I hear a lament from friends and acquaintances who’ve self-published a novel — that no matter how hard they try, they can’t seem to make any decent amount of sales. This phenomenon sometimes applies to authors published through small- and mid-sized presses, too, when authors play a larger role in moving product on the market than they do with large-press projects.
Let’s begin with five significant points:
- Roughly half of all self-published authors will make less than $500.
- Despite a few high-profile success stories, self-published authors still face significant perception barriers and often trade significant writing time for marketing time.
- Half of all books published thorough self publishing and small-press publishing move fewer than 100 copies over the book’s lifecycle.
- Certain genres sell well (romance, 170% of average) while others perform poorly (literary fiction, 20% of average).
- More than a million active titles enter the market each year.
So what does this mean?
Remember the cardinal rule of book sales: Books don’t sell themselves.
Whether you’re self-published and need guidance or have been published by a small- or mid-sized press, take comfort in knowing that some strategies — while they’re not guaranteed to sell you even one additional book — have, on balance, proved helpful to other authors looking to grow their sales.
- Fine-tune your author platform.

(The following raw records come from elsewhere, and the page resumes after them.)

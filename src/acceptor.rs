use crate::config::ServerConfig;
use crate::connection::Connection;
use crate::handler;
use crate::pool::WorkerPool;
use log::{error, info, warn};
use socket2::{Domain, Protocol, Socket, Type};
use std::io;
use std::net::{Ipv4Addr, SocketAddr, TcpListener, TcpStream, ToSocketAddrs};
use std::sync::atomic::{AtomicBool, AtomicUsize, Ordering};
use std::sync::Arc;

#[cfg(unix)]
const BACKLOG: i32 = libc::SOMAXCONN;
#[cfg(not(unix))]
const BACKLOG: i32 = i32::MAX;

/// Owns the listening socket and hands each accepted connection to the pool
pub struct ConnectionAcceptor {
    listener: TcpListener,
    local_addr: SocketAddr,
    connection_count: AtomicUsize,
    running: Arc<AtomicBool>,
}

/// Stops a running acceptor from another thread
#[derive(Clone, Debug)]
pub struct StopHandle {
    running: Arc<AtomicBool>,
    wake_addr: SocketAddr,
}

impl StopHandle {
    /// Clear the running flag and unblock `accept()`
    pub fn stop(&self) {
        if self.running.swap(false, Ordering::SeqCst) {
            // The loop re-checks the flag once this connection is accepted
            if let Err(e) = TcpStream::connect(self.wake_addr) {
                warn!("Could not wake acceptor: {}", e);
            }
        }
    }
}

impl ConnectionAcceptor {
    /// Create a new connection acceptor bound to the specified address
    pub fn new<A: ToSocketAddrs>(addr: A) -> io::Result<Self> {
        let socket_addr = addr.to_socket_addrs()?.next().ok_or_else(|| {
            io::Error::new(io::ErrorKind::InvalidInput, "No socket addresses found")
        })?;

        let socket = Self::create_socket(&socket_addr)?;
        let listener: TcpListener = socket.into();
        let local_addr = listener.local_addr()?;

        Ok(Self {
            listener,
            local_addr,
            connection_count: AtomicUsize::new(0),
            running: Arc::new(AtomicBool::new(true)),
        })
    }

    /// Accept a new connection
    pub fn accept(&self) -> io::Result<Connection> {
        let (stream, addr) = self.listener.accept()?;
        let id = self.connection_count.fetch_add(1, Ordering::Relaxed);
        Ok(Connection::new(stream, addr, id))
    }

    /// Get the local address this acceptor is bound to
    pub fn local_addr(&self) -> SocketAddr {
        self.local_addr
    }

    /// Connections accepted so far
    pub fn connection_count(&self) -> usize {
        self.connection_count.load(Ordering::Relaxed)
    }

    /// Handle for stopping [`run`](Self::run) from another thread
    pub fn stop_handle(&self) -> StopHandle {
        let mut wake_addr = self.local_addr;
        if wake_addr.ip().is_unspecified() {
            wake_addr.set_ip(Ipv4Addr::LOCALHOST.into());
        }
        StopHandle {
            running: Arc::clone(&self.running),
            wake_addr,
        }
    }

    /// Accept connections until stopped, submitting one task per connection.
    ///
    /// A failed accept is logged and the loop keeps going.
    pub fn run(&self, pool: &WorkerPool, config: &Arc<ServerConfig>) {
        while self.running.load(Ordering::SeqCst) {
            let conn = match self.accept() {
                Ok(conn) => conn,
                Err(e) => {
                    error!("Accept failed: {}", e);
                    continue;
                }
            };

            if !self.running.load(Ordering::SeqCst) {
                break;
            }

            match conn.peek_target(config.buffer_size, config.peek_timeout) {
                Some(target) => info!("New connection from: {} To: {}", conn.peer_addr().ip(), target),
                None => info!("New connection from: {}", conn.peer_addr().ip()),
            }

            let task_config = Arc::clone(config);
            if let Err(e) = pool.submit(move || handler::handle_connection(conn, &task_config)) {
                error!("Could not queue connection: {}", e);
            }
        }
        info!("Acceptor stopped after {} connections", self.connection_count());
    }

    /// Create a properly configured socket
    fn create_socket(addr: &SocketAddr) -> io::Result<Socket> {
        let domain = if addr.is_ipv6() {
            Domain::IPV6
        } else {
            Domain::IPV4
        };

        let socket = Socket::new(domain, Type::STREAM, Some(Protocol::TCP))?;
        socket.set_reuse_address(true)?;

        let sock_addr = socket2::SockAddr::from(*addr);
        socket.bind(&sock_addr)?;

        // The kernel clamps this to its own maximum
        socket.listen(BACKLOG)?;

        Ok(socket)
    }
}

Do you have an established author’s blog with its own domain name, a dedicated mailing list, a dedicated Facebook fan page, a Goodreads author page and an author-branded Twitter account? No? Start there. If you already have these assets in place, then optimize them. A few basic principles:
- Post frequently.
- Engage with your audience.
- Observe the old 60/30/10 rule — 60 percent of content should be new value-add, 30 percent should promote the value-added work of others, and just 10 percent should focus on hard sales.

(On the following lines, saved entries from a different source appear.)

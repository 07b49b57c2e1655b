use crate::http::RequestLine;
use log::warn;
use std::io::{self, Read, Write};
use std::net::{Shutdown, SocketAddr, TcpStream};
use std::time::Duration;

/// An accepted client connection.
///
/// Owned by one task at a time; the socket is closed when the value is
/// closed or dropped, so every exit path releases it exactly once.
pub struct Connection {
    stream: TcpStream,
    peer_addr: SocketAddr,
    id: usize,
}

impl Connection {
    /// Wrap an accepted stream
    pub fn new(stream: TcpStream, peer_addr: SocketAddr, id: usize) -> Self {
        Self {
            stream,
            peer_addr,
            id,
        }
    }

    /// Look at the pending request without consuming it and return its target.
    ///
    /// Waits at most `timeout` for bytes to arrive; a zero timeout skips the
    /// peek entirely.
    pub fn peek_target(&self, buffer_size: usize, timeout: Duration) -> Option<String> {
        if timeout.is_zero() {
            return None;
        }

        let mut buffer = vec![0u8; buffer_size];
        self.stream.set_read_timeout(Some(timeout)).ok()?;
        let peeked = self.stream.peek(&mut buffer);
        // Worker reads block without a deadline
        if let Err(e) = self.stream.set_read_timeout(None) {
            warn!("Could not clear peek timeout for {}: {}", self.peer_addr, e);
        }

        match peeked {
            Ok(n) if n > 0 => RequestLine::parse(&buffer[..n]).map(|line| line.target_lossy()),
            _ => None,
        }
    }

    /// Read up to one buffer's worth of the request with a single read
    pub fn read_request(&mut self, buffer_size: usize) -> io::Result<Vec<u8>> {
        let mut buffer = vec![0u8; buffer_size];
        let n = loop {
            match self.stream.read(&mut buffer) {
                Err(e) if e.kind() == io::ErrorKind::Interrupted => continue,
                result => break result?,
            }
        };
        buffer.truncate(n);
        Ok(buffer)
    }

    /// Shut down both directions and release the socket
    pub fn close(self) -> io::Result<()> {
        self.stream.shutdown(Shutdown::Both)
    }

    /// Get the connection's peer address
    pub fn peer_addr(&self) -> SocketAddr {
        self.peer_addr
    }

    /// Get the connection's unique ID
    pub fn id(&self) -> usize {
        self.id
    }
}

impl Write for Connection {
    fn write(&mut self, data: &[u8]) -> io::Result<usize> {
        self.stream.write(data)
    }

    fn flush(&mut self) -> io::Result<()> {
        self.stream.flush()
    }
}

- Don’t use your platform as a mechanism for shouting at people to buy your book.
- Avoid posting non-literary material (e.g., politics, religion) to your author website. Focus on the craft of writing; don’t give people a reason to dismiss you before they’ve even encountered your material.
- Go places to sell your book. Find author events or community events where authors will show up with a table. Remember, books don’t sell themselves. If you’re self-published, you’ll find you can move a few copies (one to ten, if you’re lucky) at local author events. If you’ve partnered with a small press, then the press may or may not attend these events, but if they do, you’d be well-advised to attend. Casual book purchasers enjoy the chance to talk to authors and to get a book inscribed.
- Master the art of the hand-sell. Selling books isn’t easy. Just sitting behind a desk and waiting for sales doesn’t help. Stand up, greet people, be prepared with your elevator speech and don’t blather on and on, boring the potential purchaser. There’s an art to retail; you must persuade people to buy your book. You rarely make sales just by showing up.
- Invest in the tools to complete seller transactions. There’s not much excuse to not be equipped with the ability to accept credit cards (try Square!) and to make change. Bring a cash box and a card-swipe reader. Consider bringing a receipt book in the off case a person wants a receipt. And don’t forget to check whether you need a sales-tax license — if you do, you’ll need to display it at your table.
- Seek distribution in indie bookstores. Some indie booksellers welcome the chance to offer books on consignment. If you’re self-published, try it. (If you’ve partnered with a small press, distribution is the publisher’s responsibility.)
- Write what people are reading. Don’t expect to sell books in genres that aren’t already doing well in the open market. Authors love to write and then they expect that people will want to read exactly what they’re writing. Not necessarily true. Particularly with niche genres and fusion genres, if people can’t really figure it out, most people will take a pass on buying it. So if you want to do some sort of creative mash-up of genres or plots — think again. You’re almost guaranteeing retail failure. Genres are standard for a reason; you deviate from it at your financial peril.
We at Caffeinated Press have been paying respect to the slogan that “it’s easy to publish a book but damned difficult to sell one.” As an author of a self-published or small-press-published book, a big chunk of marketing falls to you. Simply placing the title on Amazon and putting a sales link on a static website isn’t enough. You must market the book and you must market your persona as an author. That process takes time and the return-on-investment is low.
And there’s no “one weird trick” to getting commercial success as an author, either. It’s a ton of luck leavened by two tons of in-the-trenches marketing and sales work.